Let Me Fly began to take off as the band toured 2011’s The Road, the first album featuring the current line-up: Rutherford himself (guitar/bass), Luke Juby (keyboards), Gary Wallis (drums), Anthony Drennan (guitar), plus vocalists Andrew Roachford and Tim Howar.
“The Mechanics hadn’t played live much, so we started to do what I’d done 40 years ago and build a name. We did Euro festivals, UK tours and small places and, yes, I really did wonder at my age if it was OK to be at Portsmouth Guildhall, but we got to be a great live band. The chemistry works because we’re all very different people, who’re fun and quirky - if there were any personality problems I couldn’t deal with that, I really couldn’t. We needed new songs though.”
Mike’s friend Brian Rawling, producer of David Bowie, Tina Turner, Cher’s "Believe" and the Mike + The Mechanics’ hit "Now That You’ve Gone" played the role of Let Me Fly’s sounding board. Rawling introduced Mike to former Johnny Hates Jazz singer Clark Datchler and, in December 2015 a new songwriting partnership was born.

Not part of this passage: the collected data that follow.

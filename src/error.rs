use std::path::PathBuf;

use thiserror::Error;

/// Main error type for the encoder
#[derive(Error, Debug)]
pub enum EncodeError {
    /// An error originating from the underlying FFmpeg library
    #[error("{0}")]
    Ffmpeg(#[from] FfmpegError),

    /// A standard I/O error
    #[error("IO error: {0}")]
    Io(#[from] std::io::Error),

    /// The output file exists and overwriting was not requested
    #[error("The output file already exists. Use --force to overwrite.")]
    OutputExists(PathBuf),

    /// The output path names the input file itself
    #[error("The output file is the same as the input file: {0}")]
    OutputIsInput(PathBuf),

    /// The input file does not contain a decodable audio stream
    #[error("No audio stream found in {0}")]
    NoAudioStream(PathBuf),

    /// The configuration file could not be loaded
    #[error("Configuration error: {0}")]
    Config(String),

    /// The transcode session stopped before finishing
    #[error("Session error: {0}")]
    Session(String),
}

/// FFmpeg-specific errors
#[derive(Error, Debug)]
pub enum FfmpegError {
    #[error("FFmpeg initialization failed: {0}")]
    InitFailed(String),

    #[error("Failed to open input file: {0}")]
    OpenInput(String),

    #[error("Failed to find decoder: {0}")]
    DecoderNotFound(String),

    #[error("Failed to find encoder: {0}")]
    EncoderNotFound(String),

    #[error("Failed to configure encoder: {0}")]
    EncoderConfigure(String),

    #[error("Failed to create resampler: {0}")]
    ResamplerCreate(String),

    /// The output file could not be created. Carries the underlying cause.
    #[error("Cannot create {path}: {source}")]
    CannotCreateSink {
        path: PathBuf,
        #[source]
        source: std::io::Error,
    },

    #[error("Failed to create muxer: {0}")]
    MuxerCreate(String),

    #[error("Failed to write header: {0}")]
    WriteHeader(String),

    #[error("Failed to write packet: {0}")]
    WritePacket(String),

    #[error("Failed to write trailer: {0}")]
    WriteTrailer(String),

    #[error("Failed to decode packet: {0}")]
    DecodePacket(String),

    #[error("Failed to encode frame: {0}")]
    EncodeFrame(String),

    #[error("Failed to resample frame: {0}")]
    Resample(String),
}

/// Result type alias for convenience
pub type Result<T> = std::result::Result<T, EncodeError>;

impl EncodeError {
    /// Format the error together with every error in its `source()` chain.
    pub fn detailed(&self) -> String {
        let mut message = self.to_string();
        let mut source = std::error::Error::source(self);
        while let Some(cause) = source {
            let text = cause.to_string();
            if !message.contains(&text) {
                message.push_str(": ");
                message.push_str(&text);
            }
            source = cause.source();
        }
        message
    }
}

#[cfg(test)]
mod tests {
    use super::*;

    #[test]
    fn test_output_exists_message() {
        let err = EncodeError::OutputExists(PathBuf::from("song.m4a"));
        assert_eq!(
            err.to_string(),
            "The output file already exists. Use --force to overwrite."
        );
    }

    #[test]
    fn test_output_is_input_message() {
        let err = EncodeError::OutputIsInput(PathBuf::from("song.m4a"));
        assert_eq!(
            err.to_string(),
            "The output file is the same as the input file: song.m4a"
        );
    }

    #[test]
    fn test_ffmpeg_error_is_transparent() {
        let err: EncodeError = FfmpegError::OpenInput("missing.wav".into()).into();
        assert_eq!(err.to_string(), "Failed to open input file: missing.wav");
    }

    #[test]
    fn test_detailed_includes_sink_cause() {
        let err: EncodeError = FfmpegError::CannotCreateSink {
            path: PathBuf::from("/nope/out.m4a"),
            source: std::io::Error::from(std::io::ErrorKind::PermissionDenied),
        }
        .into();
        let detailed = err.detailed();
        assert!(detailed.starts_with("Cannot create /nope/out.m4a"));
        assert!(detailed.contains("permission denied"));
    }
}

“We sat down together and from day one it worked. Clark’s a proper writer and he brought something new. I’d send him lines and he’d bring them to life. We never had a slow day.”

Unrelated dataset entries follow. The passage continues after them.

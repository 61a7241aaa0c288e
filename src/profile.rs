//! AAC transcode profile
//!
//! Describes the target of a transcode: codec, bitrate, sample rate, channel
//! count and container. The profile is derived from the source attributes and
//! a quality level from 1 to 4.

use ffmpeg_next as ffmpeg;
use ffmpeg_next::util::channel_layout::ChannelLayout;

/// Average output bytes per second for quality levels 1 through 4
/// (96, 128, 160 and 192 kbps).
pub const AAC_QUALITY_BYTES_PER_SECOND: [u32; 4] = [12_000, 16_000, 20_000, 24_000];

/// Quality level used when none is given
pub const DEFAULT_QUALITY: i32 = 2;

/// AAC-LC profile level indications (ISO/IEC 14496-3:2009).
pub const AAC_PROFILE_L2: u32 = 0x29; // Max 2 channels, 48kHz
pub const AAC_PROFILE_L4: u32 = 0x2a; // Max 5 channels, 48kHz
pub const AAC_PROFILE_L5: u32 = 0x2b; // Max 5 channels, 96kHz

/// Sampling frequencies an AAC-LC L2 stream may carry.
pub const AAC_SAMPLE_RATES: &[u32] = &[
    8_000, 11_025, 12_000, 16_000, 22_050, 24_000, 32_000, 44_100, 48_000,
];

/// Sample rate used when the source rate cannot be carried as-is
pub const FALLBACK_SAMPLE_RATE: u32 = 48_000;

/// Maximum channels for the L2 profile level
pub const MAX_CHANNELS: u16 = 2;

/// File extension of the output container
pub const CONTAINER_EXTENSION: &str = "m4a";

/// Clamp a quality level into the supported range.
pub fn clamp_quality(quality: i32) -> i32 {
    quality.clamp(1, AAC_QUALITY_BYTES_PER_SECOND.len() as i32)
}

/// Average output bytes per second for a quality level.
///
/// Levels below 1 map to the lowest bitrate and levels above 4 to the highest.
pub fn aac_quality_bytes_per_second(quality: i32) -> u32 {
    AAC_QUALITY_BYTES_PER_SECOND[(clamp_quality(quality) - 1) as usize]
}

/// Output bitrate in bits per second for a quality level.
pub fn aac_quality_bitrate(quality: i32) -> u64 {
    u64::from(aac_quality_bytes_per_second(quality)) * 8
}

/// Target codec of a profile
#[derive(Debug, Clone, Copy, PartialEq, Eq)]
pub enum AudioCodec {
    /// AAC low complexity
    AacLc,
}

impl AudioCodec {
    pub fn codec_id(self) -> ffmpeg::codec::Id {
        match self {
            AudioCodec::AacLc => ffmpeg::codec::Id::AAC,
        }
    }
}

/// Target container of a profile
#[derive(Debug, Clone, Copy, PartialEq, Eq)]
pub enum ContainerType {
    /// MPEG-4 audio (`.m4a`)
    Mpeg4,
}

impl ContainerType {
    /// FFmpeg muxer name
    pub fn muxer_name(self) -> &'static str {
        match self {
            ContainerType::Mpeg4 => "ipod",
        }
    }

    pub fn extension(self) -> &'static str {
        match self {
            ContainerType::Mpeg4 => CONTAINER_EXTENSION,
        }
    }
}

/// A transcode profile: what the output stream and container look like.
#[derive(Debug, Clone, PartialEq, Eq)]
pub struct TranscodeProfile {
    pub codec: AudioCodec,
    pub bits_per_sample: u32,
    pub sample_rate: u32,
    pub channels: u16,
    pub avg_bytes_per_second: u32,
    pub profile_level: u32,
    pub container: ContainerType,
}

impl TranscodeProfile {
    /// Build an AAC-LC / MPEG-4 profile for the given source format.
    ///
    /// The sample rate and channel count are fitted to what the L2 profile
    /// level can carry.
    pub fn aac(
        bits_per_sample: u32,
        samples_per_second: u32,
        channels: u16,
        avg_bytes_per_second: u32,
    ) -> Self {
        let sample_rate = if AAC_SAMPLE_RATES.contains(&samples_per_second) {
            samples_per_second
        } else {
            FALLBACK_SAMPLE_RATE
        };

        Self {
            codec: AudioCodec::AacLc,
            bits_per_sample,
            sample_rate,
            channels: channels.clamp(1, MAX_CHANNELS),
            avg_bytes_per_second,
            profile_level: AAC_PROFILE_L2,
            container: ContainerType::Mpeg4,
        }
    }

    /// Output bitrate in bits per second.
    pub fn bitrate(&self) -> u64 {
        u64::from(self.avg_bytes_per_second) * 8
    }

    /// Output bitrate in kbps, as shown to the user.
    pub fn bitrate_kbps(&self) -> u64 {
        self.bitrate() / 1000
    }

    /// Channel layout of the encoded stream.
    pub fn channel_layout(&self) -> ChannelLayout {
        if self.channels == 1 {
            ChannelLayout::MONO
        } else {
            ChannelLayout::STEREO
        }
    }
}

#[cfg(test)]
mod tests {
    use super::*;

    #[test]
    fn test_quality_table() {
        assert_eq!(aac_quality_bitrate(1), 96_000);
        assert_eq!(aac_quality_bitrate(2), 128_000);
        assert_eq!(aac_quality_bitrate(3), 160_000);
        assert_eq!(aac_quality_bitrate(4), 192_000);
    }

    #[test]
    fn test_quality_clamps_low() {
        assert_eq!(aac_quality_bytes_per_second(0), 12_000);
        assert_eq!(aac_quality_bytes_per_second(-7), 12_000);
        assert_eq!(aac_quality_bitrate(i32::MIN), 96_000);
    }

    #[test]
    fn test_quality_clamps_high() {
        assert_eq!(aac_quality_bytes_per_second(5), 24_000);
        assert_eq!(aac_quality_bitrate(i32::MAX), 192_000);
    }

    #[test]
    fn test_profile_keeps_supported_format() {
        let profile = TranscodeProfile::aac(16, 44_100, 2, aac_quality_bytes_per_second(3));
        assert_eq!(profile.sample_rate, 44_100);
        assert_eq!(profile.channels, 2);
        assert_eq!(profile.bits_per_sample, 16);
        assert_eq!(profile.bitrate_kbps(), 160);
        assert_eq!(profile.profile_level, AAC_PROFILE_L2);
        assert_eq!(profile.container, ContainerType::Mpeg4);
        assert_eq!(profile.channel_layout(), ChannelLayout::STEREO);
    }

    #[test]
    fn test_profile_fits_l2_limits() {
        let profile = TranscodeProfile::aac(24, 96_000, 6, aac_quality_bytes_per_second(4));
        assert_eq!(profile.sample_rate, FALLBACK_SAMPLE_RATE);
        assert_eq!(profile.channels, MAX_CHANNELS);
    }

    #[test]
    fn test_profile_mono() {
        let profile = TranscodeProfile::aac(16, 22_050, 1, aac_quality_bytes_per_second(1));
        assert_eq!(profile.channel_layout(), ChannelLayout::MONO);
        assert_eq!(profile.bitrate(), 96_000);
    }

    #[test]
    fn test_container() {
        assert_eq!(ContainerType::Mpeg4.extension(), "m4a");
        assert_eq!(ContainerType::Mpeg4.muxer_name(), "ipod");
        assert_eq!(AudioCodec::AacLc.codec_id(), ffmpeg::codec::Id::AAC);
    }
}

Along the way, Mike also collaborated with old friend Fraser T. Smith (Kano, Kaiser Chiefs, Adele, Sam Smith) and Ed Drewett (One Direction, Professor Green), while both Mechanics singers collaborated too. Big studios were out. Instead, Mike and one of the singers would make a demo which would be passed around for the others to embellish and layer by layer, the songs evolved into something special. “You don’t go into studios any more: doing it this way feels like you’re working on the good bits all the time, but the songs really have to deliver.”
The results pleased even the chief Mechanic himself. “The Road didn’t move anyone’s world as we made it just after we’d met. We’ve learned to play together now. For me, it’s about proving I can write a good song, but the older you get, the less you let yourself off with ’it’s not bad’, the less you pretend and the tougher you are on yourself. The hardest part of the whole process is staying relevant, but anyone who says success doesn’t matter is a liar: what you really want is people to like it. Then you feel it’s all been worth it. It’s as simple as that. Oh and my wife loves it, more than she’s loved an album of mine for a while! Trust me, that’s a really good sign.”